The veneration of the Flagellation pillar on Holy Wednesday | Custodia Terrae Sanctae

The veneration of the Flagellation pillar on Holy Wednesday

The last hours of Jesus’ life: dinner with the disciples, Judas’ betrayal, Jesus’ prayer to the Father on the Mount of Olives, and his scourging and crucifixion. The Wednesday of Holy Week in Gethsemane reminds us of Christ’s journey that in order to get to the resurrection must pass through the Passion. The chanting of Jesus’ Passion in Latin by three singers resounded in the Church of the Agony. Presiding over the celebration was the Vicar of the Custody of the Holy Land, Fr. Dobromir Jasztal.

After the universal prayers and the Eucharist, the guardian of the monastery of Gethsemane, Br. Benito José Choque took the floor: “St. Francis used to say: ‘I would like to travel the world weeping over the Passion of my Lord.’ The chanting of the Passion of the Lord can help us to better enter into the mystery of salvation that God has shown us here in the Holy Places.”

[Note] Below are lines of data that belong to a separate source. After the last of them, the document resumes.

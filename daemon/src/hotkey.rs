//! Hotkey matching over the raw key-event stream.
//!
//! [`HotkeyMatcher`] owns the set of keys currently held down and reports a
//! match when a press (or auto-repeat) leaves that set exactly equal to the
//! configured [`HotkeyCombo`].  Order of presses is irrelevant; an extra held
//! key suppresses the match.
use std::collections::{BTreeSet, HashSet};
use std::fmt;

use serde::{Serialize, Serializer};

/// Keys held by the default clip hotkey (Alt+Z).
pub const DEFAULT_COMBO: [&str; 2] = ["KEY_LEFTALT", "KEY_Z"];

#[derive(Debug, Clone, PartialEq, Eq, thiserror::Error)]
pub enum KeyError {
    #[error("unrecognized key code {0}")]
    UnrecognizedKeyCode(u16),

    #[error("invalid key name {0:?}")]
    InvalidName(String),

    #[error("hotkey combo must contain at least one key")]
    EmptyCombo,
}

// ── Key codes ─────────────────────────────────────────────────────────────────

/// Symbolic identifier of a physical key in kernel naming, e.g. `KEY_LEFTALT`.
#[derive(Debug, Clone, PartialEq, Eq, Hash, PartialOrd, Ord)]
pub struct KeyCode(String);

impl KeyCode {
    /// Parses a user-supplied key name.
    ///
    /// Case-insensitive; the `KEY_` prefix is optional (`"z"` and `"KEY_Z"`
    /// name the same key).  `BTN_` names are accepted as-is.
    pub fn parse(name: &str) -> Result<Self, KeyError> {
        let upper = name.trim().to_ascii_uppercase();
        let valid_chars = upper.chars().all(|c| c.is_ascii_alphanumeric() || c == '_');
        if upper.is_empty() || !valid_chars {
            return Err(KeyError::InvalidName(name.to_string()));
        }

        let symbol = if upper.starts_with("KEY_") || upper.starts_with("BTN_") {
            upper
        } else {
            format!("KEY_{upper}")
        };
        if symbol.len() <= 4 {
            return Err(KeyError::InvalidName(name.to_string()));
        }
        Ok(Self(symbol))
    }

    /// Builds a code from the symbol the input layer reports for raw code `raw`.
    ///
    /// Codes without a kernel name come through as something other than a
    /// `KEY_`/`BTN_` symbol and are rejected.
    pub fn from_symbol(raw: u16, symbol: &str) -> Result<Self, KeyError> {
        if symbol.starts_with("KEY_") || symbol.starts_with("BTN_") {
            Ok(Self(symbol.to_string()))
        } else {
            Err(KeyError::UnrecognizedKeyCode(raw))
        }
    }

    pub fn as_str(&self) -> &str {
        &self.0
    }
}

impl fmt::Display for KeyCode {
    fn fmt(&self, f: &mut fmt::Formatter<'_>) -> fmt::Result {
        f.write_str(&self.0)
    }
}

// ── Events ────────────────────────────────────────────────────────────────────

/// A single state change for one key, as delivered by the input device.
#[derive(Debug, Clone, Copy, PartialEq, Eq)]
pub enum Transition {
    Pressed,
    Released,
    /// Auto-repeat while the key is held.
    Repeated,
}

impl Transition {
    /// Maps an evdev key event value (0 = up, 1 = down, 2 = repeat).
    pub fn from_value(value: i32) -> Option<Self> {
        match value {
            0 => Some(Self::Released),
            1 => Some(Self::Pressed),
            2 => Some(Self::Repeated),
            _ => None,
        }
    }
}

#[derive(Debug, Clone, PartialEq, Eq)]
pub struct KeyEvent {
    pub code: KeyCode,
    pub transition: Transition,
}

impl KeyEvent {
    pub fn new(code: KeyCode, transition: Transition) -> Self {
        Self { code, transition }
    }
}

// ── Combo ─────────────────────────────────────────────────────────────────────

/// The unordered, non-empty set of keys that must be held together.
#[derive(Debug, Clone, PartialEq, Eq)]
pub struct HotkeyCombo(BTreeSet<KeyCode>);

impl HotkeyCombo {
    /// Parses each name with [`KeyCode::parse`]; duplicates collapse.
    pub fn new<I, S>(names: I) -> Result<Self, KeyError>
    where
        I: IntoIterator<Item = S>,
        S: AsRef<str>,
    {
        let keys = names
            .into_iter()
            .map(|name| KeyCode::parse(name.as_ref()))
            .collect::<Result<BTreeSet<_>, _>>()?;
        if keys.is_empty() {
            return Err(KeyError::EmptyCombo);
        }
        Ok(Self(keys))
    }

    /// Exact set equality against the held keys.
    pub fn matches(&self, pressed: &HashSet<KeyCode>) -> bool {
        pressed.len() == self.0.len() && self.0.iter().all(|key| pressed.contains(key))
    }

    #[cfg(test)]
    pub fn keys(&self) -> impl Iterator<Item = &KeyCode> {
        self.0.iter()
    }
}

impl Default for HotkeyCombo {
    fn default() -> Self {
        Self(DEFAULT_COMBO.iter().map(|k| KeyCode(k.to_string())).collect())
    }
}

impl fmt::Display for HotkeyCombo {
    fn fmt(&self, f: &mut fmt::Formatter<'_>) -> fmt::Result {
        let names: Vec<&str> = self.0.iter().map(KeyCode::as_str).collect();
        f.write_str(&names.join("+"))
    }
}

impl Serialize for HotkeyCombo {
    fn serialize<S: Serializer>(&self, serializer: S) -> Result<S::Ok, S::Error> {
        serializer.collect_seq(self.0.iter().map(KeyCode::as_str))
    }
}

// ── Matcher ───────────────────────────────────────────────────────────────────

#[derive(Debug, Clone, Copy, PartialEq, Eq)]
pub enum MatchResult {
    Matched,
    NoMatch,
}

/// Tracks held keys and detects the combo.
///
/// Matching is edge-triggered: a press or repeat fires only if the held set
/// equals the combo afterwards and did not equal it immediately before.
/// Holding the combo therefore fires once, not on every auto-repeat tick,
/// while releasing one combo key and pressing it again fires anew.
#[derive(Debug, Default)]
pub struct HotkeyMatcher {
    pressed: HashSet<KeyCode>,
}

impl HotkeyMatcher {
    pub fn new() -> Self {
        Self::default()
    }

    pub fn on_event(&mut self, event: &KeyEvent, combo: &HotkeyCombo) -> MatchResult {
        let was_matched = combo.matches(&self.pressed);

        match event.transition {
            Transition::Released => {
                self.pressed.remove(&event.code);
                return MatchResult::NoMatch;
            }
            Transition::Pressed | Transition::Repeated => {
                self.pressed.insert(event.code.clone());
            }
        }

        if !was_matched && combo.matches(&self.pressed) {
            MatchResult::Matched
        } else {
            MatchResult::NoMatch
        }
    }

    #[cfg(test)]
    pub fn pressed(&self) -> &HashSet<KeyCode> {
        &self.pressed
    }

    /// Forgets every held key, e.g. after the device was re-opened and its
    /// key state can no longer be trusted.
    pub fn reset(&mut self) {
        self.pressed.clear();
    }
}

// ── Tests ─────────────────────────────────────────────────────────────────────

From the Church in Gethsemane, the friars and the faithful moved to the Holy Sepulcher. On Holy Wednesday the pillar of Jesus’ Flagellation is venerated. It is preserved in the chapel of the Apparition of the Holy Sepulcher, which is owned by the Franciscans. First the friars and then the faithful approached the pillar—covered in flowers for the occasion—so as to kiss it.
There are witnesses about the pillar of the Flagellation from the year 333: Anonymous from Bordeaux said he saw it on Mount Zion, in the Upper Room. Boniface of Ragusa, who was the Custos of the Holy Land in the mid-16th century, then said that he took this pillar—which had been broken apart by the Turks when they took over the Upper Room—and decided to keep it at the Holy Sepulcher.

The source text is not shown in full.